I worked out most of the chords for "Par hazard et pas rasé" (By Hazard and Unrazored) by Serge Gainsbourg.
I finished all my reading for my Aesthetic and Decadent Movements course.
I’ve decided not to work on my bedroom and kitchen floor cleaning projects until after I've turned my last essay in on November 20 because I can’t spare the hour.
I rode down to Freshco. They had several bins of different kinds of Ontario apples in the entryway but no bags. I went inside and told the manager. I got a bag from the produce section, went past the checkout and back outside where I picked some Courtland apples. Later the manager thanked me for letting him know about the absence of bags. I bought three bags of red grapes, two half pints of blueberries, two packs of extra old white cheddar that were on sale, a container of yogourt, a jar of honey and a pack of toilet paper. They were selling two differently sized packs of the same toilet paper for $8. At first I almost took the smaller one until I saw the bigger.
On my way home I realized that I’d forgotten once again to buy shaving gel. It would be embarrassing to go back to Freshco so I headed down to No Frills. While I was there I also bought a bag of black grapes. The cashier saw my bag with the toilet paper in it and asked if I’d paid for it. The price for the grapes and the shaving gel was $8.27. At first I gave the cashier a $20 but then I realized that I had a $5 and two Toonies, so I took the $20 back and gave her $9. She looked at it and said the price was $11.75. I looked at the screen and it clearly showed that it was $8.25. She had rung up the $20 and then got confused, thinking that the change that I would have gotten from $20 was what I owed.
I had a chicken drumstick and some yogourt for lunch.
I read chapter five of Thomas King’s The Inconvenient Indian. This is mostly about the residential schools in both the United States and Canada. He reveals that he was also put into a residential school in the States for a couple of years as a young teen because he was disobedient at public school. The mortality rate at some residential schools was 50%. Imagine how long a public school would last if half the students had a tendency to die.

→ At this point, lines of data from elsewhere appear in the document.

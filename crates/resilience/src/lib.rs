//! Fault-tolerance middleware for connector operations.
//!
//! Every network-facing call a connector makes goes through one
//! [`ResilienceManager`], which wraps it with retry, circuit breaking, rate
//! limiting and best-effort recovery so that connectors never implement
//! that logic themselves.
//!
//! # Stages
//!
//! - **[`retry`]**: exponential backoff with jitter, retrying only failures
//!   classified as transient
//! - **[`circuit_breaker`]**: CLOSED / OPEN / HALF_OPEN breaker shared by
//!   every operation of a connector
//! - **[`rate_limiter`]**: token buckets with WAIT, DROP or QUEUE
//!   backpressure, globally or per key
//! - **[`recovery`]**: one extra retry cycle after a connectivity failure or
//!   a successful credential refresh
//!
//! Host errors are classified through [`ClassifyFailure`]. Clock, sleeper
//! and random source are injected, and [`testing`] provides deterministic
//! stand-ins.
//!
//! # Example
//!
//! ```rust
//! use std::io;
//!
//! use connector_resilience::{ConnectorKind, ResilienceManager};
//!
//! # tokio_test::block_on(async {
//! let manager = ResilienceManager::for_connector("warehouse", ConnectorKind::Database)?;
//!
//! let rows = manager
//!     .execute(|| async { Ok::<_, io::Error>(vec![1, 2, 3]) }, "fetch_rows", None)
//!     .await
//!     .map_err(|e| e.to_string())?;
//! assert_eq!(rows.len(), 3);
//! # Ok::<(), Box<dyn std::error::Error>>(())
//! # }).unwrap();
//! ```

#![forbid(unsafe_code)]
#![warn(rust_2018_idioms)]
#![warn(clippy::all, clippy::perf, clippy::complexity, clippy::suspicious)]
#![cfg_attr(test, allow(clippy::unwrap_used, clippy::expect_used, clippy::panic))]

pub mod circuit_breaker;
pub mod config;
pub mod error;
pub mod jitter;
pub mod manager;
pub mod profiles;
pub mod rate_limiter;
pub mod recovery;
pub mod retry;
pub mod serde_utils;
pub mod testing;
pub mod time;

pub use circuit_breaker::{
    CircuitBreaker, CircuitBreakerMetrics, CircuitBreakerPolicy, CircuitBreakerPolicyBuilder,
    CircuitState,
};
pub use config::{PolicySetting, ResilienceConfig, ValidatePolicy};
pub use error::{
    ClassifyFailure, ConfigError, ConfigResult, FailureCategory, FailureKind, RateLimitError,
    ResilienceError,
};
pub use jitter::{JitterSource, SharedJitter, ThreadRngJitter};
pub use manager::{ResilienceManager, ResilienceManagerBuilder};
pub use profiles::{profile_for, ConnectorKind};
pub use rate_limiter::{
    BackpressureStrategy, RateLimitPolicy, RateLimitPolicyBuilder, RateLimiter, TokenBucket,
};
pub use recovery::{
    CredentialRefresher, NoopRefresher, RecoveryExecutor, RecoveryPolicy, RecoveryPolicyBuilder,
    RecoveryTracker, SharedRefresher,
};
pub use retry::{RetryExecutor, RetryPolicy, RetryPolicyBuilder};
pub use time::{Clock, SharedClock, SharedSleeper, Sleeper, SystemClock, TokioSleeper};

I read chapter five of Yale Belanger’s Ways of Knowing. It seems to be a coincidence but the numbered chapters of both books have been on the same issues lately. Belanger talks more about the Indian Act and Indian Affairs and the book is specifically about Canadian indigenous people. King’s book deals with both the United States and Canada.
I did my exercises in the afternoon while listening to a Naked City episode called “The Rebirth”. Only the audio had downloaded and it was choppy so I couldn’t make out most of it. An old cleaning woman has robbed a bank and improved the life of her and her cats but she gets caught in the end.

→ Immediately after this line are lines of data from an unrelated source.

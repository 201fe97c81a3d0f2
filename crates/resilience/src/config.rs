//! Resilience configuration
//!
//! A [`ResilienceConfig`] holds one [`PolicySetting`] per stage. Each setting
//! is either disabled (the stage is absent from the call path), the stage's
//! defaults, or a custom policy. In TOML:
//!
//! ```toml
//! retry = "default"
//! circuit_breaker = "disabled"
//!
//! [rate_limit]
//! max_per_period = 100
//! period_ms = 1000
//! burst_size = 20
//! per_key = true
//! strategy = "queue"
//! max_wait_ms = 2000
//! ```
//!
//! A stage that is not mentioned uses its defaults.

use std::fs;
use std::path::Path;

use serde::{Deserialize, Deserializer, Serialize, Serializer};

use crate::circuit_breaker::CircuitBreakerPolicy;
use crate::error::{ConfigError, ConfigResult};
use crate::profiles::{profile_for, ConnectorKind};
use crate::rate_limiter::RateLimitPolicy;
use crate::recovery::RecoveryPolicy;
use crate::retry::RetryPolicy;

/// A policy that can check its own invariants.
pub trait ValidatePolicy {
    fn validate(&self) -> ConfigResult<()>;
}

impl ValidatePolicy for RetryPolicy {
    fn validate(&self) -> ConfigResult<()> {
        RetryPolicy::validate(self)
    }
}

impl ValidatePolicy for CircuitBreakerPolicy {
    fn validate(&self) -> ConfigResult<()> {
        CircuitBreakerPolicy::validate(self)
    }
}

impl ValidatePolicy for RateLimitPolicy {
    fn validate(&self) -> ConfigResult<()> {
        RateLimitPolicy::validate(self)
    }
}

impl ValidatePolicy for RecoveryPolicy {
    fn validate(&self) -> ConfigResult<()> {
        RecoveryPolicy::validate(self)
    }
}

/// Setting for one optional resilience stage.
///
/// "Disabled" and "use the defaults" are distinct states.
#[derive(Debug, Clone, PartialEq, Eq, Default)]
pub enum PolicySetting<P> {
    /// The stage is left out of the call path.
    Disabled,
    /// The stage runs with `P::default()`.
    #[default]
    Default,
    /// The stage runs with this policy.
    Custom(P),
}

impl<P> PolicySetting<P>
where
    P: Default + Clone,
{
    /// The effective policy, or `None` when the stage is disabled.
    pub fn resolve(&self) -> Option<P> {
        match self {
            Self::Disabled => None,
            Self::Default => Some(P::default()),
            Self::Custom(policy) => Some(policy.clone()),
        }
    }

    /// Whether this stage runs at all.
    pub fn is_enabled(&self) -> bool {
        !matches!(self, Self::Disabled)
    }
}

impl<P: ValidatePolicy> PolicySetting<P> {
    /// Validate a custom policy; the other states are always valid.
    pub fn validate(&self) -> ConfigResult<()> {
        match self {
            Self::Custom(policy) => policy.validate(),
            Self::Disabled | Self::Default => Ok(()),
        }
    }
}

impl<P> From<P> for PolicySetting<P> {
    fn from(policy: P) -> Self {
        Self::Custom(policy)
    }
}

#[derive(Deserialize)]
#[serde(rename_all = "lowercase")]
enum SettingKeyword {
    Disabled,
    Default,
}

#[derive(Deserialize)]
#[serde(untagged)]
enum RawSetting<P> {
    Keyword(SettingKeyword),
    Toggle(bool),
    Custom(P),
}

impl<'de, P> Deserialize<'de> for PolicySetting<P>
where
    P: Deserialize<'de>,
{
    fn deserialize<D>(deserializer: D) -> Result<Self, D::Error>
    where
        D: Deserializer<'de>,
    {
        Ok(match RawSetting::deserialize(deserializer)? {
            RawSetting::Keyword(SettingKeyword::Disabled) | RawSetting::Toggle(false) => {
                Self::Disabled
            }
            RawSetting::Keyword(SettingKeyword::Default) | RawSetting::Toggle(true) => {
                Self::Default
            }
            RawSetting::Custom(policy) => Self::Custom(policy),
        })
    }
}

impl<P> Serialize for PolicySetting<P>
where
    P: Serialize,
{
    fn serialize<S>(&self, serializer: S) -> Result<S::Ok, S::Error>
    where
        S: Serializer,
    {
        match self {
            Self::Disabled => serializer.serialize_str("disabled"),
            Self::Default => serializer.serialize_str("default"),
            Self::Custom(policy) => policy.serialize(serializer),
        }
    }
}

/// Resilience section of a connector's configuration.
#[derive(Debug, Clone, PartialEq, Default, Serialize, Deserialize)]
#[serde(default, deny_unknown_fields)]
pub struct ResilienceConfig {
    /// Retry stage.
    pub retry: PolicySetting<RetryPolicy>,
    /// Circuit breaker stage.
    pub circuit_breaker: PolicySetting<CircuitBreakerPolicy>,
    /// Rate limiter stage.
    pub rate_limit: PolicySetting<RateLimitPolicy>,
    /// Recovery stage.
    pub recovery: PolicySetting<RecoveryPolicy>,
}

impl ResilienceConfig {
    /// Every stage disabled: operations run exactly once, unguarded.
    pub fn disabled() -> Self {
        Self {
            retry: PolicySetting::Disabled,
            circuit_breaker: PolicySetting::Disabled,
            rate_limit: PolicySetting::Disabled,
            recovery: PolicySetting::Disabled,
        }
    }

    /// Preset for a connector kind.
    pub fn for_connector(kind: ConnectorKind) -> Self {
        profile_for(kind)
    }

    /// Validate every custom policy.
    pub fn validate(&self) -> ConfigResult<()> {
        self.retry.validate()?;
        self.circuit_breaker.validate()?;
        self.rate_limit.validate()?;
        self.recovery.validate()
    }

    /// Parse and validate a TOML document.
    pub fn from_toml_str(input: &str) -> ConfigResult<Self> {
        let config: Self = toml::from_str(input)
            .map_err(|e| ConfigError::Parse { format: "TOML", message: e.to_string() })?;
        config.validate()?;
        Ok(config)
    }

    /// Parse and validate a JSON document.
    pub fn from_json_str(input: &str) -> ConfigResult<Self> {
        let config: Self = serde_json::from_str(input)
            .map_err(|e| ConfigError::Parse { format: "JSON", message: e.to_string() })?;
        config.validate()?;
        Ok(config)
    }

    /// Load from a `.toml` or `.json` file.
    pub fn from_file(path: impl AsRef<Path>) -> ConfigResult<Self> {
        let path = path.as_ref();
        let format = ConfigFormat::from_path(path)
            .ok_or_else(|| ConfigError::UnsupportedFormat { path: path.to_path_buf() })?;
        let contents = fs::read_to_string(path)
            .map_err(|source| ConfigError::Io { path: path.to_path_buf(), source })?;

        match format {
            ConfigFormat::Toml => Self::from_toml_str(&contents),
            ConfigFormat::Json => Self::from_json_str(&contents),
        }
    }
}

#[derive(Debug, Clone, Copy, PartialEq, Eq)]
enum ConfigFormat {
    Toml,
    Json,
}

impl ConfigFormat {
    fn from_path(path: &Path) -> Option<Self> {
        let extension = path.extension()?.to_str()?;
        if extension.eq_ignore_ascii_case("toml") {
            Some(Self::Toml)
        } else if extension.eq_ignore_ascii_case("json") {
            Some(Self::Json)
        } else {
            None
        }
    }
}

I wrote some stream of consciousness notes for my Indigenous Studies essay.
I had a potato, two drumsticks and the last of my gravy while watching episode two of Zorro. This show has one of the worst theme songs I’ve ever heard.

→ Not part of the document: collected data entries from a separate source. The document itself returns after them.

//! Resilience pipeline benchmarks
//!
//! Covers the hot paths every guarded call goes through: breaker admission,
//! token bucket consumption, backoff calculation and a full manager
//! execution with all stages enabled.
//!
//! Run with: `cargo bench --bench resilience_bench -p connector-resilience`

#![allow(clippy::expect_used, clippy::panic)]

use std::sync::Arc;
use std::time::Duration;

use connector_resilience::testing::{FixedJitter, MockClock, TestFailure};
use connector_resilience::{
    BackpressureStrategy, CircuitBreaker, CircuitBreakerPolicy, PolicySetting, RateLimitPolicy,
    ResilienceManager, RetryExecutor, RetryPolicy, TokenBucket,
};
use criterion::{black_box, criterion_group, criterion_main, BenchmarkId, Criterion};
use tokio::runtime::Builder as RuntimeBuilder;

// ============================================================================
// Circuit Breaker Benchmarks
// ============================================================================

fn bench_circuit_breaker_admission(c: &mut Criterion) {
    let mut group = c.benchmark_group("circuit_breaker_admission");

    group.bench_function("closed_success", |b| {
        let breaker = CircuitBreaker::new("bench", CircuitBreakerPolicy::default())
            .expect("default breaker policy is valid");
        b.iter(|| {
            black_box(breaker.may_proceed());
            breaker.on_success();
        });
    });

    group.bench_function("open_short_circuit", |b| {
        let policy = CircuitBreakerPolicy::builder()
            .failure_threshold(1)
            .recovery_timeout(Duration::from_secs(3600))
            .build()
            .expect("valid breaker policy for benchmarks");
        let breaker = CircuitBreaker::new("bench", policy).expect("breaker should build");
        breaker.on_failure(TestFailure::timeout().kind());

        b.iter(|| black_box(breaker.may_proceed()));
    });

    group.bench_function("open_half_open_close", |b| {
        let policy = CircuitBreakerPolicy::builder()
            .failure_threshold(3)
            .success_threshold(2)
            .recovery_timeout(Duration::from_millis(10))
            .build()
            .expect("valid breaker policy for benchmarks");
        b.iter(|| {
            let clock = MockClock::new();
            let breaker =
                CircuitBreaker::with_clock("bench", policy.clone(), Arc::new(clock.clone()))
                    .expect("breaker should build with mock clock");

            for _ in 0..3 {
                breaker.on_failure(TestFailure::connectivity().kind());
            }
            clock.advance(Duration::from_millis(10));
            for _ in 0..2 {
                black_box(breaker.may_proceed());
                breaker.on_success();
            }
            black_box(breaker.state());
        });
    });

    group.finish();
}

// ============================================================================
// Token Bucket Benchmarks
// ============================================================================

fn bench_token_bucket(c: &mut Criterion) {
    let mut group = c.benchmark_group("token_bucket");

    for capacity in [1u32, 100, 10_000] {
        group.bench_with_input(
            BenchmarkId::new("try_consume", capacity),
            &capacity,
            |b, &capacity| {
                let clock = MockClock::new();
                let bucket = TokenBucket::with_clock(capacity, 1000.0, Arc::new(clock.clone()))
                    .expect("valid bucket for benchmarks");
                b.iter(|| {
                    if !bucket.try_consume(1) {
                        clock.advance(Duration::from_millis(1));
                    }
                });
            },
        );
    }

    group.bench_function("time_until", |b| {
        let bucket = TokenBucket::with_clock(10, 2.5, Arc::new(MockClock::new()))
            .expect("valid bucket for benchmarks");
        bucket.try_consume(10);
        b.iter(|| black_box(bucket.time_until(black_box(3))));
    });

    group.finish();
}

// ============================================================================
// Retry Benchmarks
// ============================================================================

fn bench_retry_backoff(c: &mut Criterion) {
    let mut group = c.benchmark_group("retry_backoff");
    let attempts = [0u32, 1, 5, 10, 64];

    for (name, jitter) in [("no_jitter", false), ("jitter", true)] {
        let policy = RetryPolicy::builder()
            .initial_delay(Duration::from_millis(10))
            .max_delay(Duration::from_secs(30))
            .jitter(jitter)
            .build()
            .expect("valid retry policy for benchmarks");
        let executor = RetryExecutor::new(policy).expect("retry executor should build");

        group.bench_function(BenchmarkId::new("compute_delay", name), |b| {
            b.iter(|| {
                for attempt in attempts {
                    black_box(executor.compute_delay(attempt));
                }
            });
        });
    }

    group.finish();
}

// ============================================================================
// Manager Benchmarks
// ============================================================================

fn build_runtime() -> tokio::runtime::Runtime {
    RuntimeBuilder::new_current_thread()
        .enable_all()
        .build()
        .expect("tokio runtime should build for benchmarks")
}

fn bench_manager_execute(c: &mut Criterion) {
    let mut group = c.benchmark_group("manager_execute");
    let runtime = build_runtime();

    let manager = ResilienceManager::builder("bench")
        .retry(
            RetryPolicy::builder()
                .max_attempts(4)
                .initial_delay(Duration::ZERO)
                .max_delay(Duration::ZERO)
                .build()
                .expect("valid retry policy for benchmarks"),
        )
        .rate_limit(
            RateLimitPolicy::builder()
                .max_per_period(u32::MAX)
                .burst_size(u32::MAX)
                .per_key(true)
                .strategy(BackpressureStrategy::Drop)
                .build()
                .expect("valid rate limit policy for benchmarks"),
        )
        .recovery(PolicySetting::Disabled)
        .jitter(FixedJitter::new(0.0))
        .build()
        .expect("manager should build for benchmarks");

    group.bench_function("immediate_success", |b| {
        b.to_async(&runtime).iter(|| async {
            let result = manager
                .execute(|| async { Ok::<_, TestFailure>(1u32) }, "read", Some("tenant"))
                .await;
            if let Err(err) = result {
                panic!("manager success path failed: {err}");
            }
        });
    });

    group.bench_function("validation_failure", |b| {
        b.to_async(&runtime).iter(|| async {
            let result = manager
                .execute(|| async { Err::<u32, _>(TestFailure::validation()) }, "write", None)
                .await;
            let _result = black_box(result);
        });
    });

    group.finish();
}

criterion_group!(
    resilience,
    bench_circuit_breaker_admission,
    bench_token_bucket,
    bench_retry_backoff,
    bench_manager_execute
);
criterion_main!(resilience);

            In this story Don Diego reveals to his servant Bernardo the secret passage that leads from his bedroom in his father’s house to a cavern leading to a box canyon where he keeps his black stallion Tornado. He says his grandfather used it but his father does not know about it. If his father grew up in that house it is unlikely that he wouldn’t have found a secret passage. No kid leaves a centimetre unexplored of any house where they were raised. There is a reward posted for Zorro, dead or alive. Captain Monastario tests men for their swordsmanship to find out if they are Zorro. It’s sort of a violent reversal of the trying on of the glass slipper in Cinderella. A man named Benito is captured who cannot account for his whereabouts on the night that Zorro rescued Torres. Trying to save Benito a boy says that he saw him with Elena Torres. This would be a scandal for Elena because she is of a noble class and Benito is not and so Benito denies it, thus incriminating himself. Monastario takes him to Elena and she says that Benito was with her but Monastario does not believe it and decides to test Benito’s swordsmanship. Benito can barely defend himself and is being lightly wounded by the time Zorro arrives. He and Monastario have their second duel and eventually Zorro breaks Monastario’s sword with his own and escapes again. Monastario and his men ride after him but Zorro’s horse jumps a chasm that theirs can’t.
            Elena was played by Eugenia Paul, which became a regular role for her. She started out as a ballet dancer but in films she go mostly B movies. She married rich and retired from acting in 1960. She was married to Bob Strauss for 52 years until she died. The legend was that she descends from Genghis Khan on her father’s side the Romany people on her mother’s side. 
            I quickly threw down some notes for my Aesthetic and Decadence Movements essay. I thought I’d show how the breaking of rules are the foundation of creativity and that all artists must be outlaws, using Charles Baudelaire and Oscar Wilde as examples.